How to create embeddings for text data in tensorflow and how to pass it to the neural network model

Vishnu · February 21, 2022, 11:01am

I am working on deep learning based recommendation system movielens100K dataset in that i have features such as user id, movieid, ratings ,title, genre I would like to know how can convert the title of movie or genre of the movie in to embeddings and at input layer I would be concatenating all the embedding vectors

Bhack · February 21, 2022, 11:56am

Have you already checked these two tutorials?

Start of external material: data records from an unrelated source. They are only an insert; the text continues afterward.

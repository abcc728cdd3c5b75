use tracing::trace;

use super::select::{is_result_of_op, OverlayOp};
use crate::error::{OverlayError, Result, TopologyError};
use crate::geometry::{Dimension, Geometry, Location, PointLocator, Polygon};
use crate::topology::{EdgeRole, HalfEdgeId, OverlayGraph, OverlayLabel, Side};

/// Completes the labels of an overlay graph and marks the result area.
///
/// Labelling runs per input. For an area input:
///
/// 1. at every node touched by the input's boundary, the side locations
///    of the boundary edges are walked around the node and copied onto the
///    other edges there;
/// 2. known locations are flooded through nodes the boundary does not
///    touch;
/// 3. collapsed boundary edges are placed inside the shell (for holes) or
///    outside it, then flooded again;
/// 4. edges still unknown are located against the input geometry.
///
/// For a line input every edge not on the line is exterior.
pub struct OverlayLabeller<'a> {
    graph: &'a mut OverlayGraph,
    inputs: [&'a Geometry; 2],
    locator: PointLocator,
}

impl<'a> OverlayLabeller<'a> {
    #[must_use]
    pub fn new(graph: &'a mut OverlayGraph, a: &'a Geometry, b: &'a Geometry) -> Self {
        Self {
            graph,
            inputs: [a, b],
            locator: PointLocator::new(),
        }
    }

    fn is_area(&self, geom: usize) -> bool {
        self.inputs[geom].dimension() == Dimension::Area
    }

    /// Resolves the location of every edge with respect to both inputs.
    ///
    /// # Errors
    ///
    /// Returns [`TopologyError::SideLocationConflict`] or
    /// [`TopologyError::SingleNullSide`] if the side locations around a
    /// node contradict each other.
    pub fn compute_labelling(&mut self) -> Result<()> {
        let nodes = self.graph.nodes().to_vec();
        for geom in 0..2 {
            if !self.is_area(geom) {
                self.label_line_input(geom)?;
                continue;
            }
            for &node in &nodes {
                self.propagate_area_locations(node, geom)?;
            }
            self.propagate_known(geom)?;
            self.label_collapses(geom)?;
            self.label_disconnected(geom)?;
        }
        trace!(edges = self.graph.half_edge_count() / 2, "overlay graph labelled");
        Ok(())
    }

    fn propagate_area_locations(&mut self, node: HalfEdgeId, geom: usize) -> Result<()> {
        let ring = self.graph.rotation(node)?;
        let mut start = None;
        for (k, &e) in ring.iter().enumerate() {
            if self.graph.label(e)?.geom(geom).is_boundary() {
                start = Some(k);
                break;
            }
        }
        let Some(start) = start else {
            return Ok(());
        };
        let Some(mut current) = self.graph.label(ring[start])?.location(geom, Side::Left) else {
            return Err(self.single_null_side(ring[start], geom)?);
        };
        let n = ring.len();
        for step in 1..n {
            let e = ring[(start + step) % n];
            let label = *self.graph.label(e)?.geom(geom);
            if !label.is_boundary() {
                self.graph.set_edge_location(e, geom, current)?;
                continue;
            }
            if label.right != Some(current) {
                let at = self.graph.origin(e)?;
                return Err(TopologyError::SideLocationConflict {
                    geom_index: geom,
                    x: at.x,
                    y: at.y,
                }
                .into());
            }
            current = match label.left {
                Some(left) => left,
                None => return Err(self.single_null_side(e, geom)?),
            };
        }
        Ok(())
    }

    fn single_null_side(&self, e: HalfEdgeId, geom: usize) -> Result<OverlayError> {
        let at = self.graph.origin(e)?;
        Ok(TopologyError::SingleNullSide {
            geom_index: geom,
            x: at.x,
            y: at.y,
        }
        .into())
    }

    fn is_unknown(&self, e: HalfEdgeId, geom: usize) -> Result<bool> {
        Ok(self.graph.label(e)?.geom(geom).is_unknown())
    }

    /// Floods from every resolved non-boundary edge.
    fn propagate_known(&mut self, geom: usize) -> Result<()> {
        let mut stack = Vec::new();
        for e in self.graph.half_edge_ids().collect::<Vec<_>>() {
            let label = *self.graph.label(e)?.geom(geom);
            if !label.is_boundary() && !label.is_unknown() {
                stack.push(e);
            }
        }
        self.flood(geom, stack)
    }

    /// Copies the location of each stacked edge onto the unknown edges
    /// sharing its origin, and continues from their far ends.
    fn flood(&mut self, geom: usize, mut stack: Vec<HalfEdgeId>) -> Result<()> {
        while let Some(e) = stack.pop() {
            let Some(loc) = self.graph.label(e)?.location(geom, Side::On) else {
                continue;
            };
            for f in self.graph.rotation(e)? {
                if f != e && self.is_unknown(f, geom)? {
                    self.graph.set_edge_location(f, geom, loc)?;
                    stack.push(self.graph.sym(f)?);
                }
            }
        }
        Ok(())
    }

    fn label_collapses(&mut self, geom: usize) -> Result<()> {
        let mut stack = Vec::new();
        for e in self.graph.half_edge_ids().collect::<Vec<_>>() {
            let label = *self.graph.label(e)?.geom(geom);
            if label.role == EdgeRole::Collapse && label.is_unknown() {
                let loc = if label.is_hole {
                    Location::Interior
                } else {
                    Location::Exterior
                };
                self.graph.set_edge_location(e, geom, loc)?;
                stack.push(e);
                stack.push(self.graph.sym(e)?);
            }
        }
        self.flood(geom, stack)
    }

    fn label_disconnected(&mut self, geom: usize) -> Result<()> {
        let input: &'a Geometry = self.inputs[geom];
        let polygons: Vec<&Polygon> = input.polygons();
        for e in self.graph.half_edge_ids().collect::<Vec<_>>() {
            if !self.is_unknown(e, geom)? {
                continue;
            }
            let (orig, dest) = {
                let he = self.graph.half_edge(e)?;
                (he.origin, he.dest)
            };
            let inside = [orig, dest]
                .iter()
                .all(|c| self.locator.locate_in_area(c, &polygons) != Location::Exterior);
            let loc = if inside {
                Location::Interior
            } else {
                Location::Exterior
            };
            trace!(geom, x = orig.x, y = orig.y, ?loc, "located disconnected edge");
            self.graph.set_edge_location(e, geom, loc)?;
            let sym = self.graph.sym(e)?;
            self.flood(geom, vec![e, sym])?;
        }
        Ok(())
    }

    fn label_line_input(&mut self, geom: usize) -> Result<()> {
        for e in self.graph.half_edge_ids().collect::<Vec<_>>() {
            if self.graph.label(e)?.role(geom) == EdgeRole::NotPart {
                self.graph.set_edge_location(e, geom, Location::Exterior)?;
            }
        }
        Ok(())
    }

    /// Marks the half-edges bounding the result area of `op`: boundary
    /// edges of either input whose right side lies in the result. Where
    /// both half-edges of an edge qualify, the result lies on both sides
    /// and neither is kept.
    ///
    /// # Errors
    ///
    /// Returns [`TopologyError::EntityNotFound`] for a stale half-edge.
    pub fn mark_result_area(&mut self, op: OverlayOp) -> Result<()> {
        let ids: Vec<HalfEdgeId> = self.graph.half_edge_ids().collect();
        for &e in &ids {
            let label = self.graph.label(e)?;
            if label.is_boundary_either()
                && is_result_of_op(op, self.area_location(&label, 0), self.area_location(&label, 1))
            {
                self.graph.half_edge_mut(e)?.in_result_area = true;
            }
        }
        for &e in &ids {
            let sym = self.graph.sym(e)?;
            if self.graph.half_edge(e)?.in_result_area && self.graph.half_edge(sym)?.in_result_area {
                self.graph.half_edge_mut(e)?.in_result_area = false;
                self.graph.half_edge_mut(sym)?.in_result_area = false;
            }
        }
        Ok(())
    }

    /// Location of the right side of an edge with respect to area input
    /// `geom`. Line inputs have no area and count as exterior.
    fn area_location(&self, label: &OverlayLabel, geom: usize) -> Location {
        if !self.is_area(geom) {
            return Location::Exterior;
        }
        let g = label.geom(geom);
        let loc = if g.is_boundary() { g.right } else { g.on };
        loc.unwrap_or(Location::Exterior)
    }
}

#[cfg(test)]
#[allow(clippy::unwrap_used)]
pub(crate) mod tests {
    use super::*;
    use crate::geometry::Coordinate;
    use crate::noding::{IntersectionNoder, Noder};
    use crate::operations::overlay::edge_source::EdgeSourceBuilder;
    use crate::topology::{Edge, EdgeMerger, GeometryLabel};

    pub(crate) fn build_graph(a: &Geometry, b: &Geometry) -> OverlayGraph {
        let mut source = EdgeSourceBuilder::new(None);
        source.add(a, 0).unwrap();
        source.add(b, 1).unwrap();
        let noded = IntersectionNoder::new().node(source.into_strings()).unwrap();
        let mut merger = EdgeMerger::new();
        merger.add_strings(&noded).unwrap();
        OverlayGraph::build(merger.into_edges()).unwrap()
    }

    pub(crate) fn find(graph: &OverlayGraph, from: (f64, f64), to: (f64, f64)) -> HalfEdgeId {
        let from = Coordinate::from(from);
        let to = Coordinate::from(to);
        graph
            .half_edge_ids()
            .find(|&e| {
                let he = graph.half_edge(e).unwrap();
                he.origin.equals_2d(&from) && he.dest.equals_2d(&to)
            })
            .unwrap()
    }

    fn square(x0: f64, y0: f64, x1: f64, y1: f64) -> Geometry {
        Geometry::Polygon(Polygon::rectangle(x0, y0, x1, y1))
    }

    #[test]
    fn every_side_is_resolved() {
        let a = square(0.0, 0.0, 10.0, 10.0);
        let b = square(5.0, 5.0, 15.0, 15.0);
        let mut graph = build_graph(&a, &b);
        OverlayLabeller::new(&mut graph, &a, &b)
            .compute_labelling()
            .unwrap();
        for e in graph.half_edge_ids() {
            let label = graph.label(e).unwrap();
            for geom in 0..2 {
                assert!(label.location(geom, Side::Left).is_some());
                assert!(label.location(geom, Side::Right).is_some());
                assert!(label.location(geom, Side::On).is_some());
            }
        }
        let inside_b = graph.label(find(&graph, (10.0, 5.0), (10.0, 10.0))).unwrap();
        assert_eq!(inside_b.location(1, Side::On), Some(Location::Interior));
        let outside_b = graph.label(find(&graph, (0.0, 0.0), (10.0, 0.0))).unwrap();
        assert_eq!(outside_b.location(1, Side::On), Some(Location::Exterior));
    }

    #[test]
    fn disconnected_edges_are_located() {
        let a = square(0.0, 0.0, 10.0, 10.0);
        let b = square(2.0, 2.0, 4.0, 4.0);
        let mut graph = build_graph(&a, &b);
        OverlayLabeller::new(&mut graph, &a, &b)
            .compute_labelling()
            .unwrap();
        let b_edge = graph.label(find(&graph, (2.0, 2.0), (4.0, 2.0))).unwrap();
        assert_eq!(b_edge.location(0, Side::On), Some(Location::Interior));
        let a_edge = graph.label(find(&graph, (0.0, 0.0), (10.0, 0.0))).unwrap();
        assert_eq!(a_edge.location(1, Side::Left), Some(Location::Exterior));
    }

    #[test]
    fn intersection_marks_only_the_shared_region() {
        let a = square(0.0, 0.0, 10.0, 10.0);
        let b = square(5.0, 5.0, 15.0, 15.0);
        let mut graph = build_graph(&a, &b);
        let mut labeller = OverlayLabeller::new(&mut graph, &a, &b);
        labeller.compute_labelling().unwrap();
        labeller.mark_result_area(OverlayOp::Intersection).unwrap();
        let marked = graph
            .half_edge_ids()
            .filter(|&e| graph.half_edge(e).unwrap().in_result_area)
            .count();
        // The 5 x 5 square, one segment per side.
        assert_eq!(marked, 4);
    }

    #[test]
    fn identical_inputs_mark_the_shared_boundary_once() {
        let a = square(0.0, 0.0, 1.0, 1.0);
        let mut graph = build_graph(&a, &a);
        let mut labeller = OverlayLabeller::new(&mut graph, &a, &a);
        labeller.compute_labelling().unwrap();
        labeller.mark_result_area(OverlayOp::Union).unwrap();
        for e in graph.half_edge_ids().collect::<Vec<_>>() {
            let sym = graph.sym(e).unwrap();
            let both = graph.half_edge(e).unwrap().in_result_area && graph.half_edge(sym).unwrap().in_result_area;
            assert!(!both);
        }
    }

    #[test]
    fn contradicting_sides_are_reported() {
        let interior_right = OverlayLabel::new(GeometryLabel::boundary(1, false), GeometryLabel::default());
        let edges = vec![
            Edge {
                orig: Coordinate::new(0.0, 0.0),
                dest: Coordinate::new(1.0, 0.0),
                label: interior_right,
            },
            Edge {
                orig: Coordinate::new(0.0, 0.0),
                dest: Coordinate::new(0.0, 1.0),
                label: interior_right,
            },
        ];
        let mut graph = OverlayGraph::build(edges).unwrap();
        let a = square(0.0, 0.0, 1.0, 1.0);
        let b = square(5.0, 5.0, 6.0, 6.0);
        let err = OverlayLabeller::new(&mut graph, &a, &b)
            .compute_labelling()
            .unwrap_err();
        assert!(matches!(
            err,
            OverlayError::Topology(TopologyError::SideLocationConflict { geom_index: 0, .. })
        ));
        assert!(err.is_recoverable());
    }
}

rcauvin · February 22, 2022, 2:39am

The following worked for me

unique_title_ds = <dataset of unique titles>
max_tokens = 10_000
embedding_dimension = 32

self.title_vectorizer = tf.keras.layers.TextVectorization(max_tokens = max_tokens)
self.title_text_embedding = tf.keras.Sequential([
  self.title_vectorizer,
  tf.keras.layers.Embedding(max_tokens, embedding_dimension, mask_zero = True),
  tf.keras.layers.GlobalAveragePooling1D(),
])

self.title_vectorizer.adapt(unique_title_ds)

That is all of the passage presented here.